The catch… if the hotel generate good income and continue to serve my loan for me, would I want to see? No!
If the hotel is not making good business, even if I want to sell, no one would want to buy from me! Right?
If you ask me, to buy or not to buy?
I’d say go for it if you have the cash flow (the 20%).
Remember to treat it as an investment.
NOT a property purchase (you have to rid that from your mindset).
The risk?
I have had the following concern.
Is the Developer financially sound?
Yes… they have good track record (well maybe except one project ie the Kiansom Country Heights).
What if the hotel business is bad?
Have you ever seen a 5 star resort hotel went bad?
Imagine if Karambunai that kind of hotel also can ask hotel rate of RM300 upward… what more a hotel in Kundasang… with an upcoming theme park!!!
I was also informed by the sale agent that the hotel will be managed by an experience hotel management group that also manages the famous Tg Rhu Hotel (West Malaysia).
If indeed the business is bad… then… what can I say, that’s the risk of this investment deal!

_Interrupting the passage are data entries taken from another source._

//! Per-request session state and the end-of-request commit decision

use super::data::{encode_payload, SessionData, NEVER_RENEW};
use super::error::Result;
use super::flash::Flash;
use super::id::IdCodec;
use super::value::Value;
use super::StoreCoder;
use http::{Extensions, Request};
use std::sync::{Arc, Mutex, MutexGuard, PoisonError};
use std::time::Duration;

/// Action requested for the session at the end of the request
#[derive(Debug, Clone, Copy, Default, PartialEq, Eq)]
pub enum Mark {
    /// Nothing requested
    #[default]
    None,
    /// Data changed and must be persisted
    Save,
    /// Issue a new identifier, retiring the old one after a grace window
    Rotate,
    /// Delete the record and clear the cookie
    Destroy,
}

/// One request's view of a session
///
/// Created by the middleware for every request and dropped afterwards. Only
/// the encoded [`SessionData`] outlives the request.
#[derive(Debug, Clone)]
pub struct Session {
    id: String,
    old_id: Option<String>,
    pub(crate) data: SessionData,
    raw: Vec<u8>,
    mark: Mark,
    max_age: Duration,
    disable_renew: bool,
}

/// Store write produced by a commit
#[derive(Debug, Clone, PartialEq, Eq)]
pub(crate) enum StoreOp {
    Set { key: String, value: Vec<u8>, ttl: Duration },
    Del { key: String },
}

/// What the response must carry
#[derive(Debug, Clone, Default, PartialEq, Eq)]
pub(crate) enum CookieAction {
    #[default]
    Keep,
    Issue(String),
    Clear,
}

#[derive(Debug, Default)]
pub(crate) struct CommitPlan {
    pub cookie: CookieAction,
    pub ops: Vec<StoreOp>,
}

impl Session {
    /// Empty session with no identity
    pub fn new(max_age: Duration, disable_renew: bool) -> Self {
        Self {
            id: String::new(),
            old_id: None,
            data: SessionData::default(),
            raw: Vec::new(),
            mark: Mark::None,
            max_age,
            disable_renew,
        }
    }

    /// Adopt data loaded from the store for a cookie value
    pub(crate) fn restore(&mut self, id: String, raw: Vec<u8>, data: SessionData) {
        self.id = id;
        self.raw = raw;
        self.data = data;
    }

    /// True until the session has been persisted under an identifier
    pub fn is_new(&self) -> bool {
        self.id.is_empty()
    }

    pub fn mark(&self) -> Mark {
        self.mark
    }

    pub fn get(&self, key: &str) -> Option<&Value> {
        self.data.values.get(key)
    }

    pub fn set(&mut self, key: impl Into<String>, value: impl Into<Value>) {
        self.data.values.insert(key.into(), value.into());
    }

    /// Remove a value, returning it if it was present
    pub fn del(&mut self, key: &str) -> Option<Value> {
        self.data.values.remove(key)
    }

    pub fn contains(&self, key: &str) -> bool {
        self.data.values.contains_key(key)
    }

    pub fn keys(&self) -> impl Iterator<Item = &str> {
        self.data.values.keys().map(String::as_str)
    }

    pub fn len(&self) -> usize {
        self.data.values.len()
    }

    pub fn is_empty(&self) -> bool {
        self.data.values.is_empty()
    }

    pub fn get_str(&self, key: &str) -> Option<&str> {
        self.get(key).and_then(Value::as_str)
    }

    pub fn get_bool(&self, key: &str) -> Option<bool> {
        self.get(key).and_then(Value::as_bool)
    }

    pub fn get_i64(&self, key: &str) -> Option<i64> {
        self.get(key).and_then(Value::as_i64)
    }

    pub fn get_u64(&self, key: &str) -> Option<u64> {
        self.get(key).and_then(Value::as_u64)
    }

    pub fn get_f32(&self, key: &str) -> Option<f32> {
        self.get(key).and_then(Value::as_f32)
    }

    pub fn get_f64(&self, key: &str) -> Option<f64> {
        self.get(key).and_then(Value::as_f64)
    }

    /// Read-once values for the next request
    pub fn flash(&mut self) -> Flash<'_> {
        Flash::new(&mut self.data.flash)
    }

    /// Request a new identifier for this session
    ///
    /// Use after a privilege change (e.g. login) to defeat session fixation.
    /// Overrides an earlier [`destroy`](Self::destroy) in the same request.
    pub fn rotate(&mut self) {
        self.mark = Mark::Rotate;
    }

    /// Request deletion of this session
    ///
    /// Overrides an earlier [`rotate`](Self::rotate) in the same request.
    pub fn destroy(&mut self) {
        self.mark = Mark::Destroy;
    }

    fn should_renew(&self, now: i64) -> bool {
        if self.disable_renew || self.max_age.is_zero() {
            return false;
        }
        match self.data.renewed_at {
            Some(NEVER_RENEW) => false,
            None | Some(0) => true,
            Some(ts) if ts < 0 => false,
            Some(ts) => {
                let elapsed = Duration::from_secs(u64::try_from(now - ts).unwrap_or(0));
                elapsed >= self.max_age / 2
            }
        }
    }

    /// Decide what the end of the request writes and whether a cookie is sent
    pub(crate) fn plan_commit(
        &mut self,
        ids: &IdCodec,
        coder: &dyn StoreCoder,
        grace_period: Duration,
        now: i64,
    ) -> Result<CommitPlan> {
        let mut plan = CommitPlan::default();

        if self.mark == Mark::Destroy {
            if !self.id.is_empty() {
                plan.ops.push(StoreOp::Del { key: ids.storage_key(&self.id) });
            }
            plan.cookie = CookieAction::Clear;
            return Ok(plan);
        }

        let encoded = encode_payload(coder, &self.data)?;
        let unchanged = encoded == self.raw;
        if unchanged && self.id.is_empty() {
            // never store sessions nobody wrote to
            return Ok(plan);
        }

        if !self.id.is_empty() && self.should_renew(now) {
            self.mark = Mark::Rotate;
        }

        match self.mark {
            Mark::Rotate => {
                if !self.id.is_empty() {
                    let old_id = std::mem::take(&mut self.id);
                    let key = ids.storage_key(&old_id);
                    if grace_period.is_zero() {
                        // no grace window: the old key goes away now
                        plan.ops.push(StoreOp::Del { key });
                    } else {
                        self.data.renewed_at = Some(NEVER_RENEW);
                        plan.ops.push(StoreOp::Set {
                            key,
                            value: encode_payload(coder, &self.data)?,
                            ttl: grace_period,
                        });
                    }
                    self.old_id = Some(old_id);
                }
            }
            Mark::None | Mark::Save if unchanged => return Ok(plan),
            Mark::None | Mark::Save => {
                self.mark = Mark::Save;
                if !self.id.is_empty() && matches!(self.data.renewed_at, None | Some(0)) {
                    self.data.renewed_at = Some(now);
                }
            }
            Mark::Destroy => unreachable!("destroy handled above"),
        }

        if self.id.is_empty() {
            self.id = ids.generate();
            self.data.renewed_at = Some(now);
            plan.cookie = CookieAction::Issue(self.id.clone());
        }

        let value = encode_payload(coder, &self.data)?;
        plan.ops.push(StoreOp::Set {
            key: ids.storage_key(&self.id),
            value: value.clone(),
            ttl: self.max_age,
        });
        self.raw = value;
        Ok(plan)
    }

    #[cfg(test)]
    pub(crate) fn id(&self) -> &str {
        &self.id
    }

    #[cfg(test)]
    pub(crate) fn old_id(&self) -> Option<&str> {
        self.old_id.as_deref()
    }
}

/// Shared handle attaching a [`Session`] to a request
///
/// The middleware inserts one into the request extensions; handlers retrieve
/// it with [`SessionHandle::from_request`]. Every clone refers to the same
/// session.
#[derive(Debug, Clone)]
pub struct SessionHandle(Arc<Mutex<Session>>);

impl SessionHandle {
    pub fn new(session: Session) -> Self {
        Self(Arc::new(Mutex::new(session)))
    }

    /// The session attached to `req`, if any
    pub fn from_request<B>(req: &Request<B>) -> Option<Self> {
        Self::from_extensions(req.extensions())
    }

    pub fn from_extensions(extensions: &Extensions) -> Option<Self> {
        extensions.get::<Self>().cloned()
    }

    /// Lock the session; a panic in another holder does not poison it
    pub fn lock(&self) -> MutexGuard<'_, Session> {
        self.0.lock().unwrap_or_else(PoisonError::into_inner)
    }

    /// Run `f` with exclusive access to the session
    pub fn with<R>(&self, f: impl FnOnce(&mut Session) -> R) -> R {
        f(&mut self.lock())
    }
}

No investment is full proof!
What if the project is abandoned?
The development is required in law to be insured, but in case that really happened… no one knows how would the purchasers be affected. No one buy expecting that!
Still want to buy or not?
I would if I have RM100,000 spare money in my account!
And that is why this development has been selling out very fast!
There are many rich people in KK!
And an Indonesian company has bought out the entire Block A already!
My suggestion, is to buy the cheapest available unit… because the return is 35% from room revenue pool… I was told it does not matter whether the income was generated from your small unit or other large unit. The only difference in buying small or big is in the first 3 years of guaranteed 6% return which is based on your Purchase Price… but that also could mean nothing because if the hotel generate good income, you would be paid the higher rate of 35% from the room revenue pool also!
So… why not?
PS: I had to let go the investment opportunity.